Data

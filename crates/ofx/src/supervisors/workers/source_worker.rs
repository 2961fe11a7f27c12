//! 🚰 The SourceWorker: pulls pages out of the source and pushes them into the channel,
//! numbered, in order, until the source runs dry or nobody is listening anymore.

use anyhow::{Context, Result};
use async_channel::Sender;
use tokio::task::JoinHandle;
use tracing::{debug, warn};

use super::{Chunk, Worker};
use crate::backends::{Source, SourceBackend};

#[derive(Debug)]
pub(in crate::supervisors) struct SourceWorker {
    tx: Sender<Chunk>,
    source: SourceBackend,
}

impl SourceWorker {
    pub(in crate::supervisors) fn new(tx: Sender<Chunk>, source: SourceBackend) -> Self {
        Self { tx, source }
    }
}

impl Worker for SourceWorker {
    /// Number of chunks handed to the channel.
    type Output = usize;

    fn start(mut self) -> JoinHandle<Result<usize>> {
        tokio::spawn(async move {
            debug!("📖 SourceWorker started reading...");
            let mut sent = 0usize;
            while let Some(page) = self
                .source
                .next_page()
                .await
                .context("💀 SourceWorker could not read the next page")?
            {
                let chunk = Chunk {
                    number: sent + 1,
                    page,
                };
                if self.tx.send(chunk).await.is_err() {
                    // -- 🚪 every sink worker hung up; one of them has the real error
                    warn!("⚠️ SourceWorker: channel closed after {} chunks, stopping early", sent);
                    return Ok(sent);
                }
                sent += 1;
            }
            debug!("🏁 SourceWorker: source exhausted after {} chunks", sent);
            // -- dropping `self.tx` here closes the channel for the sink workers
            Ok(sent)
        })
    }
}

Task details
Repeat the records. Match them exactly.

Exercise solution
filename crates/ofx/src/supervisors/workers/source_worker.rs
repository 2961fe11a7f27c12
//! 🚰 The SourceWorker: pulls pages out of the source and pushes them into the channel,
//! numbered, in order, until the source runs dry or nobody is listening anymore.

use anyhow::{Context, Result};
use async_channel::Sender;
use tokio::task::JoinHandle;
use tracing::{debug, warn};

use super::{Chunk, Worker};
use crate::backends::{Source, SourceBackend};

#[derive(Debug)]
pub(in crate::supervisors) struct SourceWorker {
    tx: Sender<Chunk>,
    source: SourceBackend,
}

impl SourceWorker {
    pub(in crate::supervisors) fn new(tx: Sender<Chunk>, source: SourceBackend) -> Self {
        Self { tx, source }
    }
}

impl Worker for SourceWorker {
    /// Number of chunks handed to the channel.
    type Output = usize;

    fn start(mut self) -> JoinHandle<Result<usize>> {
        tokio::spawn(async move {
            debug!("📖 SourceWorker started reading...");
            let mut sent = 0usize;
            while let Some(page) = self
                .source
                .next_page()
                .await
                .context("💀 SourceWorker could not read the next page")?
            {
                let chunk = Chunk {
                    number: sent + 1,
                    page,
                };
                if self.tx.send(chunk).await.is_err() {
                    // -- 🚪 every sink worker hung up; one of them has the real error
                    warn!("⚠️ SourceWorker: channel closed after {} chunks, stopping early", sent);
                    return Ok(sent);
                }
                sent += 1;
            }
            debug!("🏁 SourceWorker: source exhausted after {} chunks", sent);
            // -- dropping `self.tx` here closes the channel for the sink workers
            Ok(sent)
        })
    }
}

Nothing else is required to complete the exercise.